Guesstimate Algorithm for Medical Research

Elizabeth

This document is aimed at subcontractors doing medical research for me. I am sharing it in the hope it is more broadly useful, but have made no attempts to make it more widely accessible.

Intro

Guesstimate is a tool I have found quite useful in my work, especially in making medical estimates in environments of high uncertainty. It’s not just that it makes it easy to do calculations incorporating many sources of data; guesstimate renders your thinking much more legible to readers, who can then more productively argue with you about your conclusions.

The basis of guesstimate is breaking down a question you want an answer to (such as “what is the chance of long covid?”) into subquestions that can be tackled independently. Questions can have numerical answers in the form of a single number, a range, or a formula that references other questions. This allows you to highlight areas of relative certainty and relative uncertainty, to experiment with the importance of different assumptions, and for readers to play with your model and identify differences of opinion while incorporating the parts of your work they agree with.

Basics

If you’re not already familiar with guesstimate, please watch this video, which references this model. The video goes over two toy questions to help you familiarize yourself with the interface.

The Algorithm

The following is my basic algorithm for medical questions:

Formalize the question you want an answer to. e.g. what is the risk to me of long covid?
Break that question down into subquestions. The appropriate subquestion varies based on what data is available, and your idea of the correct subquestions is likely to change as you work.
1. When I was studying long covid last year, I broke it into the following subquestions
  1. What is the risk with baseline covid?
  2. What is the vaccine risk modifier?
  3. What is the strain risk modifier?
  4. What’s the risk modifier for a given individual?
In guesstimate, wire the questions together. For example, if you wanted to know your risk of hospitalization when newly vaccinated in May 2021, you might multiply the former hospitalization rate times a vaccine modifier. If you don’t know how to do that in guesstimate, watch the video above, it demonstrates it in a lot of detail.
Use literature to fill in answers to subquestions as best you can. Unless the data is very good, these probably include giving ranges and making your best guess as to the shape of the distribution of values.
1. Provide citations for where you got those numbers.
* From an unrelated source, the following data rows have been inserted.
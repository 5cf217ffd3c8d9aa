//! コントローラのレジスタ・フロントエンド
//!
//! レジスタアクセスのたびにライブエンジンをアクセス時刻までそろえ、
//! 変更を加えてからチェックポイントを取り、投機実行を再開する。
//!
//! レジスタ配置:
//! - 0: ステータス（読み）／コマンド（書き）
//! - 1: トラック
//! - 2: セクタ
//! - 3: データ
//! - 4: コントロール（モーター、サイド、ドライブ、FM、イレース）

use crate::config::{resolve_path, FdcConfig};
use crate::error::FdcError;
use crate::gcr::GcrRom;
use crate::live::{Direction, LiveEngine, LiveEvent, LiveEventKind, LiveListener, LiveParams, LiveState, LiveStats};
use crate::live_log::{log_command, log_drive_select, log_sync_timeout, ByteRing};
use crate::medium::{FloppyDrive, FloppyMedium, FluxDisk};
use crate::savestate::{DriveState, FdcState, RegisterState, SeekState};
use crate::time::SimTime;
use crate::variant::{ChipVariant, Encoding};

pub const REG_STATUS: u8 = 0;
pub const REG_TRACK: u8 = 1;
pub const REG_SECTOR: u8 = 2;
pub const REG_DATA: u8 = 3;
pub const REG_CONTROL: u8 = 4;

pub const CMD_RESTORE: u8 = 0x00;
pub const CMD_SEEK: u8 = 0x10;
pub const CMD_READ: u8 = 0x80;
pub const CMD_WRITE: u8 = 0xa0;
pub const CMD_FORCE_INTERRUPT: u8 = 0xd0;

/// 同期が見つからないときのタイムアウト（約5回転）
pub const DEFAULT_SYNC_TIMEOUT: SimTime = SimTime::from_msec(1000);

bitflags::bitflags! {
    /// ステータスレジスタ
    #[derive(Clone, Copy, Debug, Default, PartialEq, Eq)]
    pub struct Status: u8 {
        const BUSY          = 0x01;
        const DRQ           = 0x02;
        const LOST_DATA     = 0x04;
        /// 不正なコード語またはCRC不一致。一度立つと次のコマンドまで残る
        const DECODE_ERROR  = 0x08;
        /// 同期タイムアウト、サイド照合の不一致
        const NO_SYNC       = 0x10;
        const SYNC          = 0x20;
        const WRITE_PROTECT = 0x40;
        const NOT_READY     = 0x80;
    }
}

bitflags::bitflags! {
    /// コントロールレジスタ
    #[derive(Clone, Copy, Debug, Default, PartialEq, Eq)]
    pub struct Control: u8 {
        const MOTOR0 = 0x01;
        const MOTOR1 = 0x02;
        /// 読み出し専用（選択ドライブのトラック0センサ）
        const TRK00  = 0x04;
        const SIDE   = 0x10;
        const DRIVE  = 0x20;
        /// 単密度（FM）
        const FM     = 0x40;
        const ERASE  = 0x80;
    }
}

/// コマンド終了で消えるステータス
const COMMAND_STATUS: Status = Status::DRQ
    .union(Status::LOST_DATA)
    .union(Status::DECODE_ERROR)
    .union(Status::NO_SYNC)
    .union(Status::WRITE_PROTECT);

#[derive(Debug, Clone, Copy, PartialEq, Eq)]
struct Seek {
    target: usize,
    done_at: SimTime,
}

/// レジスタとライン（ライブエンジンからの通知先）
#[derive(Debug, Default)]
struct Registers {
    status: Status,
    track: u8,
    sector: u8,
    data: u8,
    control: Control,
    command: u8,
    intrq: bool,
    /// コマンド開始後に同期を見た
    seen_sync: bool,
    ring: ByteRing,
    events: Vec<LiveEvent>,
}

impl LiveListener for Registers {
    fn byte_ready(&mut self, data: u8, at: SimTime) {
        if self.status.contains(Status::DRQ) {
            self.status |= Status::LOST_DATA;
        }
        self.status |= Status::DRQ;
        self.ring.push(data);
        self.events.push(LiveEvent {
            at,
            kind: LiveEventKind::ByteReady(data),
        });
    }

    fn sync_changed(&mut self, active: bool, at: SimTime) {
        if active {
            self.seen_sync = true;
        }
        self.events.push(LiveEvent {
            at,
            kind: LiveEventKind::Sync(active),
        });
    }

    fn syn_changed(&mut self, active: bool, at: SimTime) {
        self.events.push(LiveEvent {
            at,
            kind: LiveEventKind::Syn(active),
        });
    }

    fn decode_error_changed(&mut self, active: bool, at: SimTime) {
        if active {
            self.status |= Status::DECODE_ERROR;
            self.ring.dump(16);
        }
        self.events.push(LiveEvent {
            at,
            kind: LiveEventKind::DecodeError(active),
        });
    }

    fn crc_error_changed(&mut self, active: bool, at: SimTime) {
        if active {
            self.status |= Status::DECODE_ERROR;
            self.ring.dump(8);
        }
        self.events.push(LiveEvent {
            at,
            kind: LiveEventKind::CrcError(active),
        });
    }
}

/// フロッピーディスクコントローラ（2ドライブ）
#[derive(Debug)]
pub struct Fdc {
    engine: LiveEngine,
    regs: Registers,
    drives: [FloppyDrive; 2],
    seek: Option<Seek>,
    sync_deadline: Option<SimTime>,
    sync_timeout: SimTime,
    /// 最後のアクセス時刻
    now: SimTime,
}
This can be done in the guesstimate commenting interface, but that’s quite clunky. Sometimes it’s better to have a separate document where you lay out your reasoning.
2. The reader should be able to go from a particular node in the guesstimate to your reasoning for that node with as little effort as possible.
3. Guesstimate will use log-normal distribution by default, but you can change it to uniform or normal if you believe that represents reality better.
Sometimes there are questions literature literally can’t answer, or aren’t worth your time to research rigorously. Make your best guess, and call it out as a separate variable so people can identify it and apply their own best guess.
1. This includes value judgments, like the value of a day in lockdown relative to a normal day, or how much one hates being sick.
2. Or the 5-year recovery rate from long covid- no one can literally measure it, and while you could guess from other diseases, the additional precision isn’t necessarily worth the effort.
Final product is both the guesstimate model and a document writing up your sources and reasoning.

Example: Trading off air quality and covid.
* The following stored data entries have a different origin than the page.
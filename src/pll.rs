//! ビットセルのクロック再生（PLL）
//!
//! 2種類のモデルを持つ:
//! - アナログ型: 位相差の65%を次の窓に反映し、同方向のずれが続くと周期も補正
//! - デジタル型: WD1770系の12ビットカウンタ。スロット毎に加算量を変えて位相・周波数を追従
//!
//! 書き込みは反転時刻を固定長バッファに溜め、`commit` でメディアに流す。
//! 状態はすべて `Copy` なので、チェックポイントは値のコピーで済む。

use crate::live_log::log_write_overflow;
use crate::medium::FloppyMedium;
use crate::time::SimTime;
use crate::variant::PllKind;

/// 書き込みバッファの容量（チェックポイント間隔に対して十分な大きさ）
pub const WRITE_BUFFER_SIZE: usize = 32;

/// 読み取り1ビットの結果
#[derive(Debug, Clone, Copy, PartialEq, Eq)]
pub enum NextBit {
    Bit(bool),
    /// 次のセルが制限時刻を越える
    NeedsMoreTime,
}

/// 書き込み1ビットの結果
#[derive(Debug, Clone, Copy, PartialEq, Eq)]
pub enum WriteBit {
    Written,
    Deferred,
}

#[derive(Debug, Clone, Copy, PartialEq, Eq)]
struct WriteBuffer {
    start: SimTime,
    buf: [SimTime; WRITE_BUFFER_SIZE],
    len: usize,
}

impl WriteBuffer {
    fn new() -> Self {
        WriteBuffer {
            start: SimTime::NEVER,
            buf: [SimTime::ZERO; WRITE_BUFFER_SIZE],
            len: 0,
        }
    }

    /// 書き込みセッションが未開始なら `at` から始める
    fn open(&mut self, at: SimTime) {
        if self.start.is_never() {
            self.start = at;
            self.len = 0;
        }
    }

    fn push(&mut self, at: SimTime) {
        if self.len < WRITE_BUFFER_SIZE {
            self.buf[self.len] = at;
            self.len += 1;
        } else {
            log_write_overflow(at);
        }
    }

    /// `[start, tm)` を書き出す。`tm` ちょうどの反転は次の区間に残す
    fn commit(&mut self, medium: &mut dyn FloppyMedium, tm: SimTime) {
        if self.start.is_never() || tm <= self.start {
            return;
        }
        let n = self.buf[..self.len].partition_point(|&t| t < tm);
        medium.write_flux(self.start, tm, &self.buf[..n]);
        self.buf.copy_within(n..self.len, 0);
        self.len -= n;
        self.start = tm;
    }

    /// 残りをすべて書き出してセッションを閉じる
    fn finish(&mut self, medium: &mut dyn FloppyMedium, at: SimTime) {
        if !self.start.is_never() && (at > self.start || self.len > 0) {
            medium.write_flux(self.start, at.max(self.start), &self.buf[..self.len]);
        }
        self.start = SimTime::NEVER;
        self.len = 0;
    }
}

/// アナログ型PLL
#[derive(Debug, Clone, Copy, PartialEq, Eq)]
pub struct AnalogPll {
    ctime: SimTime,
    period: i64,
    min_period: i64,
    max_period: i64,
    period_adjust_base: i64,
    phase_adjust: i64,
    freq_hist: i32,
}

impl AnalogPll {
    fn new(period: SimTime) -> Self {
        let mut pll = AnalogPll {
            ctime: SimTime::ZERO,
            period: 0,
            min_period: 0,
            max_period: 0,
            period_adjust_base: 0,
            phase_adjust: 0,
            freq_hist: 0,
        };
        pll.set_clock(period);
        pll
    }

    fn set_clock(&mut self, period: SimTime) {
        let p = period.as_nsec() as i64;
        self.period = p;
        self.period_adjust_base = p * 5 / 100;
        self.min_period = p * 75 / 100;
        self.max_period = p * 125 / 100;
    }

    fn reset(&mut self, at: SimTime) {
        self.ctime = at;
        self.phase_adjust = 0;
        self.freq_hist = 0;
    }

    fn next_bit(&mut self, tm: &mut SimTime, medium: &dyn FloppyMedium, limit: SimTime) -> NextBit {
        let edge = medium.next_transition(self.ctime);
        let next = self.ctime.offset(self.period + self.phase_adjust);
        if next > limit {
            return NextBit::NeedsMoreTime;
        }
        self.ctime = next;
        *tm = next;

        if edge.is_never() || edge >= next {
            // 窓内に反転なし: 0、フリーラン
            self.phase_adjust = 0;
            return NextBit::Bit(false);
        }

        // 窓の中央からのずれ
        let delta = edge.delta_from(next.offset(-self.period / 2));
        self.phase_adjust = delta * 65 / 100;

        if delta < 0 {
            self.freq_hist = if self.freq_hist < 0 { self.freq_hist - 1 } else { -1 };
        } else if delta > 0 {
            self.freq_hist = if self.freq_hist > 0 { self.freq_hist + 1 } else { 1 };
        } else {
            self.freq_hist = 0;
        }

        if self.freq_hist.abs() > 1 {
            let adjust = self.period_adjust_base * delta / self.period;
            self.period = (self.period + adjust).clamp(self.min_period, self.max_period);
        }
        NextBit::Bit(true)
    }

    fn write_next_bit(&mut self, bit: bool, tm: &mut SimTime, write: &mut WriteBuffer, limit: SimTime) -> WriteBit {
        write.open(self.ctime);
        let etime = self.ctime.offset(self.period);
        if etime > limit {
            return WriteBit::Deferred;
        }
        if bit {
            write.push(self.ctime.offset(self.period / 2));
        }
        self.ctime = etime;
        *tm = etime;
        WriteBit::Written
    }
}

const PHA: [u8; 8] = [0xf, 0x7, 0x3, 0x1, 0, 0, 0, 0];
const PHS: [u8; 8] = [0, 0, 0, 0, 0x1, 0x3, 0x7, 0xf];
const FREQA: [[u8; 8]; 4] = [
    [0xf, 0x7, 0x3, 0x1, 0, 0, 0, 0],
    [0x7, 0x3, 0x1, 0, 0, 0, 0, 0],
    [0x7, 0x3, 0x1, 0, 0, 0, 0, 0],
    [0, 0, 0, 0, 0, 0, 0, 0],
];
const FREQS: [[u8; 8]; 4] = [
    [0, 0, 0, 0, 0, 0, 0, 0],
    [0, 0, 0, 0, 0, 1, 3, 7],
    [0, 0, 0, 0, 0, 1, 3, 7],
    [0, 0, 0, 0, 1, 3, 7, 0xf],
];

const NO_TRANSITION: u16 = 0xffff;

/// デジタル型PLL（1セル = 公称16スロット）
#[derive(Debug, Clone, Copy, PartialEq, Eq)]
pub struct DigitalPll {
    ctime: SimTime,
    slot_period: SimTime,
    counter: u16,
    increment: u16,
    transition_time: u16,
    history: u8,
    slot: u8,
    phase_add: u8,
    phase_sub: u8,
    freq_add: u8,
    freq_sub: u8,
}

impl DigitalPll {
    fn new(cell_period: SimTime) -> Self {
        let mut pll = DigitalPll {
            ctime: SimTime::ZERO,
            slot_period: SimTime::ZERO,
            counter: 0,
            increment: 128,
            transition_time: NO_TRANSITION,
            history: 0x80,
            slot: 0,
            phase_add: 0,
            phase_sub: 0,
            freq_add: 0,
            freq_sub: 0,
        };
        pll.set_clock(cell_period);
        pll
    }

    fn set_clock(&mut self, cell_period: SimTime) {
        self.slot_period = SimTime::from_nsec(cell_period.as_nsec() / 16);
    }

    fn reset(&mut self, at: SimTime) {
        self.counter = 0;
        self.increment = 128;
        self.transition_time = NO_TRANSITION;
        self.history = 0x80;
        self.slot = 0;
        self.ctime = at;
        self.phase_add = 0;
        self.phase_sub = 0;
        self.freq_add = 0;
        self.freq_sub = 0;
    }

    #[inline]
    fn slot_end(&self) -> SimTime {
        self.ctime + self.slot_period.times(self.slot as u64 + 1)
    }

    fn next_bit(&mut self, tm: &mut SimTime, medium: &dyn FloppyMedium, limit: SimTime) -> NextBit {
        let when = medium.next_transition(self.ctime);

        loop {
            let etime = self.slot_end();
            if etime > limit {
                return NextBit::NeedsMoreTime;
            }
            if self.transition_time == NO_TRANSITION && !when.is_never() && etime >= when {
                self.transition_time = self.counter;
            }
            if self.slot < 8 {
                let mask = 1u8 << self.slot;
                if self.phase_add & mask != 0 {
                    self.counter += 226;
                } else if self.phase_sub & mask != 0 {
                    self.counter += 30;
                } else {
                    self.counter += self.increment;
                }

                if self.freq_add & mask != 0 && self.increment < 140 {
                    self.increment += 1;
                } else if self.freq_sub & mask != 0 && self.increment > 117 {
                    self.increment -= 1;
                }
            } else {
                self.counter += self.increment;
            }

            self.slot += 1;
            *tm = etime;
            if self.counter & 0x800 != 0 {
                break;
            }
        }

        let bit = self.transition_time != NO_TRANSITION;
        if bit {
            let cslot = (self.transition_time >> 8) as usize & 7;
            self.phase_add = PHA[cslot];
            self.phase_sub = PHS[cslot];
            let way = self.transition_time & 0x400 != 0;
            if self.history & 0x80 != 0 {
                self.history = if way { 0x80 } else { 0x83 };
            } else if self.history & 0x40 != 0 {
                self.history = if way { self.history & 2 } else { (self.history & 2) | 1 };
            }
            let h = (self.history & 3) as usize;
            self.freq_add = FREQA[h][cslot];
            self.freq_sub = FREQS[h][cslot];
            self.history = if way { (self.history >> 1) | 2 } else { self.history >> 1 };
        } else {
            self.phase_add = 0;
            self.phase_sub = 0;
            self.freq_add = 0;
            self.freq_sub = 0;
        }

        self.counter &= 0x7ff;
        self.ctime = *tm;
        self.transition_time = NO_TRANSITION;
        self.slot = 0;
        NextBit::Bit(bit)
    }

    fn write_next_bit(&mut self, bit: bool, tm: &mut SimTime, write: &mut WriteBuffer, limit: SimTime) -> WriteBit {
        write.open(self.ctime);
        loop {
            let etime = self.slot_end();
            if etime > limit {
                return WriteBit::Deferred;
            }
            let pre = self.counter;
            self.counter += self.increment;
            // カウンタがセル中央（0x400）を越えた瞬間に反転
            if bit && pre & 0x400 == 0 && self.counter & 0x400 != 0 {
                write.push(etime);
            }
            self.slot += 1;
            *tm = etime;
            if self.counter & 0x800 != 0 {
                break;
            }
        }
        self.counter &= 0x7ff;
        self.ctime = *tm;
        self.slot = 0;
        WriteBit::Written
    }
}

#[derive(Debug, Clone, Copy, PartialEq, Eq)]
enum Model {
    Analog(AnalogPll),
    Digital(DigitalPll),
}

/// ドライブ1台分のPLL（読み取り窓の状態＋書き込みバッファ）
#[derive(Debug, Clone, Copy, PartialEq, Eq)]
pub struct Pll {
    model: Model,
    write: WriteBuffer,
}

impl Pll {
    pub fn new(kind: PllKind, cell_period: SimTime) -> Self {
        let model = match kind {
            PllKind::Analog => Model::Analog(AnalogPll::new(cell_period)),
            PllKind::Digital => Model::Digital(DigitalPll::new(cell_period)),
        };
        Pll {
            model,
            write: WriteBuffer::new(),
        }
    }

    pub fn kind(&self) -> PllKind {
        match self.model {
            Model::Analog(_) => PllKind::Analog,
            Model::Digital(_) => PllKind::Digital,
        }
    }

    /// 公称セル周期を設定
    pub fn set_clock(&mut self, cell_period: SimTime) {
        match &mut self.model {
            Model::Analog(p) => p.set_clock(cell_period),
            Model::Digital(p) => p.set_clock(cell_period),
        }
    }

    /// `at` から窓を開き直す。開いている書き込みセッションは破棄される
    pub fn reset(&mut self, at: SimTime) {
        match &mut self.model {
            Model::Analog(p) => p.reset(at),
            Model::Digital(p) => p.reset(at),
        }
        self.write = WriteBuffer::new();
    }

    /// 現在の窓の開始時刻
    pub fn ctime(&self) -> SimTime {
        match &self.model {
            Model::Analog(p) => p.ctime,
            Model::Digital(p) => p.ctime,
        }
    }

    pub fn next_bit(&mut self, tm: &mut SimTime, medium: &dyn FloppyMedium, limit: SimTime) -> NextBit {
        match &mut self.model {
            Model::Analog(p) => p.next_bit(tm, medium, limit),
            Model::Digital(p) => p.next_bit(tm, medium, limit),
        }
    }

    pub fn write_next_bit(&mut self, bit: bool, tm: &mut SimTime, limit: SimTime) -> WriteBit {
        match &mut self.model {
            Model::Analog(p) => p.write_next_bit(bit, tm, &mut self.write, limit),
            Model::Digital(p) => p.write_next_bit(bit, tm, &mut self.write, limit),
        }
    }

    pub fn is_writing(&self) -> bool {
        !self.write.start.is_never()
    }

    /// 書き込みセッション開始（`at` で窓もリセット）
    pub fn start_writing(&mut self, at: SimTime) {
        debug_assert!(!self.is_writing(), "write session already open");
        self.reset(at);
        self.write.start = at;
    }

    /// `at` までをコミットしてセッションを閉じる
    pub fn stop_writing(&mut self, medium: &mut dyn FloppyMedium, at: SimTime) {
        self.write.finish(medium, at);
    }

    /// バッファ済みの反転を `at` の手前まで書き出す（同じ時刻で繰り返しても変化なし）
    pub fn commit(&mut self, medium: &mut dyn FloppyMedium, at: SimTime) {
        self.write.commit(medium, at);
    }
}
The final model is available here.

Every year California gets forest fires big enough to damage air quality even if you are quite far away, which pushes people indoors. This was mostly okay until covid, which made being indoors costly in various ways too. So how do we trade those off? I was particularly interested in trading off outdoor exercise vs the gym (and if both had been too awful I might have rethought my stance on how boring and unpleasant working out in my tiny apartment is).

What I want to know is the QALY hit from 10 minutes outdoors vs 10 minutes indoors. This depends a lot on the exact air quality and covid details for that particular day, so we’ll need to have variables for that.

For air quality, I used the calculations from this website to turn AQI into cigarettes. I found a cigarette -> micromort converter faster than cigarette -> QALY so I’m just going to use that. This is fine as long as covid and air quality have the same QALY:micromort ratio (unlikely) or if the final answer is clear enough that even large changes in the ratio would not change our decision (judgment call).

For both values that use outside data I leave a comment with the source, which gives them a comment icon in the upper right corner.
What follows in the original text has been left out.